From conveying systems 224, a solid fossil fuel, e.g. coal, lignite or 
solid oil residue, is fed forward at a controlled rate and under pressure 
by the feeding system 50. The feeding device may be a heater and pump in 
the case of oil residues or it may be a water slurrying device and pumping 
system for coal and lignite or it may be a dry powder feed system such as 
manufactured by Petrocarb or some suitable alternate device. The fuel from 
the feeding device 50 passes via pipeline 226 to the fluid fed combustor 
14. The pipeline 226 may be a single line or more preferably a number of 
lines in parallel. The fuel is shown as fed into the fluid bed 18 above 
the distribution grid 16 but the feed point or points may be incorporated 
with the support grid 16. It is possible to feed fuel at many points in 
the fluid bed 18; however it is preferable to feed the fuel at least 
between the grid 16 and the lower manifold 180 and preferably close to the 
grid 16. 
Inert material such as sand or alumina to produce the necessary fluid bed 
18 should the fuel be relatively ash free, and/or sulphur adsorbent such 
as limestone or dolomite is fed via the feed duct 220 to the feeding 
device 48 which may be a water slurrying device and pumping system or it 
may be a dry powder feed synthesis such as manufactured by Petrocarb or 
some suitable alternate device. The inert material and/or adsorbent is fed 
via pipeline 222 to the fluidised bed 18 in the combustor 14. The location 
of the feed pipe 222 is not critical but an ideal location is above and 
adjacent to the grid 16. It is also possible to integrate the feeding 
devices 48 and 50 to feed a mixture of fuel and inert and/or adsorbent 
material or to slurry the inert or adsorbent material in molten oil 
residues. 
The grid 16 may be one of a number of proprietary designs or it may be a 
heat resistant metal plate which may be in segmented form to allow for 
expansion and contraction in which a series of bubble-cap type 
distributors or alternate gas distribution devices are fixed. In order to 
ensure even distribution of air through the distributors and the bed, the 
distributors should have a pressure drop in the order of 0.05 to 0.10 bar. 

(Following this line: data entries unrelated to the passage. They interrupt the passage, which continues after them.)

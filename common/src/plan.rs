use serde::{Deserialize, Serialize};

use crate::error::{AppError, Res};

/// Subscription tiers, ordered by rank. Every plan/credit derivation in the
/// service goes through this module so price-id mapping lives in one place.
#[derive(Debug, Clone, Copy, PartialEq, Eq, Serialize, Deserialize)]
#[serde(rename_all = "lowercase")]
pub enum Plan {
    Free,
    Light,
    Basic,
    Pro,
}

impl Plan {
    /// Rank order used by the downgrade gate: free < light < basic < pro.
    pub fn rank(&self) -> u8 {
        match self {
            Plan::Free => 0,
            Plan::Light => 1,
            Plan::Basic => 2,
            Plan::Pro => 3,
        }
    }

    /// Per-cycle credit allowance for the tier.
    pub fn credit_allowance(&self) -> i32 {
        match self {
            Plan::Free => 10,
            Plan::Light => 100,
            Plan::Basic => 300,
            Plan::Pro => 1000,
        }
    }

    pub fn as_str(&self) -> &'static str {
        match self {
            Plan::Free => "free",
            Plan::Light => "light",
            Plan::Basic => "basic",
            Plan::Pro => "pro",
        }
    }

    pub fn from_key(key: &str) -> Res<Plan> {
        match key {
            "free" => Ok(Plan::Free),
            "light" => Ok(Plan::Light),
            "basic" => Ok(Plan::Basic),
            "pro" => Ok(Plan::Pro),
            other => Err(AppError::BadRequest(format!("Unknown plan key: {}", other))),
        }
    }

    /// True when switching to `target` is a strict downgrade.
    pub fn can_downgrade_to(&self, target: Plan) -> bool {
        target.rank() < self.rank()
    }
}

impl std::fmt::Display for Plan {
    fn fmt(&self, f: &mut std::fmt::Formatter<'_>) -> std::fmt::Result {
        f.write_str(self.as_str())
    }
}

/// Static price-id table for the paid tiers, loaded from the environment
/// once at startup. The free tier has no Stripe price.
#[derive(Debug, Clone)]
pub struct PlanCatalog {
    pub light_price_id: String,
    pub basic_price_id: String,
    pub pro_price_id: String,
}

impl PlanCatalog {
    pub fn price_id(&self, plan: Plan) -> Option<&str> {
        match plan {
            Plan::Free => None,
            Plan::Light => Some(&self.light_price_id),
            Plan::Basic => Some(&self.basic_price_id),
            Plan::Pro => Some(&self.pro_price_id),
        }
    }

    pub fn plan_for_price(&self, price_id: &str) -> Option<Plan> {
        if price_id == self.light_price_id {
            Some(Plan::Light)
        } else if price_id == self.basic_price_id {
            Some(Plan::Basic)
        } else if price_id == self.pro_price_id {
            Some(Plan::Pro)
        } else {
            None
        }
    }
}

#[cfg(test)]
mod tests {
    use super::*;

    fn catalog() -> PlanCatalog {
        PlanCatalog {
            light_price_id: "price_light".to_string(),
            basic_price_id: "price_basic".to_string(),
            pro_price_id: "price_pro".to_string(),
        }
    }

    #[test]
    fn paid_plans_resolve_to_configured_price_ids() {
        let catalog = catalog();
        assert_eq!(catalog.price_id(Plan::Light), Some("price_light"));
        assert_eq!(catalog.price_id(Plan::Basic), Some("price_basic"));
        assert_eq!(catalog.price_id(Plan::Pro), Some("price_pro"));
        assert_eq!(catalog.price_id(Plan::Free), None);
    }

    #[test]
    fn price_ids_map_back_to_plans() {
        let catalog = catalog();
        assert_eq!(catalog.plan_for_price("price_light"), Some(Plan::Light));
        assert_eq!(catalog.plan_for_price("price_pro"), Some(Plan::Pro));
        assert_eq!(catalog.plan_for_price("price_unknown"), None);
    }

    #[test]
    fn unknown_plan_key_is_a_bad_request() {
        assert!(Plan::from_key("enterprise").is_err());
        assert_eq!(Plan::from_key("basic").unwrap(), Plan::Basic);
    }

    #[test]
    fn rank_order_is_free_light_basic_pro() {
        assert!(Plan::Free.rank() < Plan::Light.rank());
        assert!(Plan::Light.rank() < Plan::Basic.rank());
        assert!(Plan::Basic.rank() < Plan::Pro.rank());
    }

    #[test]
    fn only_strictly_lower_targets_are_downgrades() {
        assert!(Plan::Pro.can_downgrade_to(Plan::Basic));
        assert!(Plan::Basic.can_downgrade_to(Plan::Free));
        assert!(!Plan::Basic.can_downgrade_to(Plan::Basic));
        assert!(!Plan::Basic.can_downgrade_to(Plan::Pro));
    }

    #[test]
    fn free_allowance_is_fixed_at_ten() {
        assert_eq!(Plan::Free.credit_allowance(), 10);
        assert!(Plan::Pro.credit_allowance() > Plan::Basic.credit_allowance());
    }
}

The cross-sectional area of the bed is determined by the fluidising 
velocity and the volume of air required for the desired heat transfer. For 
any given pressure, the range of fluidising velocities in the bed for a 
given average particle size is well established and it is generally 
desirable to operate with a velocity in the lower range of available 
velocities in order to ensure minimum erosion of the reformer tubes 20 and 
manifolds and connecting lines and risers 180,178 and 182 respectively. 
The depth of the bed 18 may range from as low as 2 meters to 14 meters and 
possibly more. However the preferred depth for vertical cylindrical and 
un-finned reformer tubes is in the range of 7 to 12 meters with the tubes 
occupying the upper 6 to 11 meters. The fluid bed consists predominantly 
of ash from the fuel and/or deliberately added inert material and/or 
dolomite or limestone adsorbent and in order for the bed height to be held 
constant ash is drawn off from the bed through duct 150 to the draw-off 
device 26. The draw-off may be constant or intermittent and may be based 
on the overflowing of the bed into the duct 150 or it may be controlled by 
a bed level sensing device which in turn may be a device detecting the 
pressure drop across the bed and by inference the bed height. The draw-off 
device 26 draws off ash under pressure and may let it down through a 
system of lock-hoppers using well established designs or it may be let 
down through one or more rotary type valves or some alternate suitable 
device. Depressurised ash and/or inert material and/or spent adsorbent is 
discharged via duct 152. 
The fluid bed is preferably of the simple up-flow type as shown in the 
diagram but it may also be a bed as described in the literature 
incorporating a spouting device and with two separate and distinct upward 
velocity zones. 
It is preferred to operate the bed with an excess of air ranging between 
20% and 50% above stoichiometric. It is possible however to operate the 
bed at above 50% excess air if the methanol plant is required to produce a 
surplus of energy in the form of mechanical energy from the turbine 2 
and/or in the form of steam. It is also possible to operate the fluid bed 
with a deficiency of air with the combustion of carbon monoxide and 
possibly hydrogen formed in the bed being carried out by the addition of 
additional combustion air above the bed or subsequent to the combustor 14. 
It is generally not desirable for metallurgical reasons to operate the bed 
such that there are transitions between an excess and deficiency of 
combustion air. 
The temperature of the fluid bed 18 is controlled at a fixed value and in 
the range of 750.degree. to 1100.degree. C. but more preferably within the 
range of 850.degree. to 1000.degree. C., generally by primary control of 
the fuel feed rate and secondary control of combustion air flow to 
minimise the likelihood of carbon formation in reformer tubes 20 or 
overheating of the connecting tube headers and risers 178 180 and 182. 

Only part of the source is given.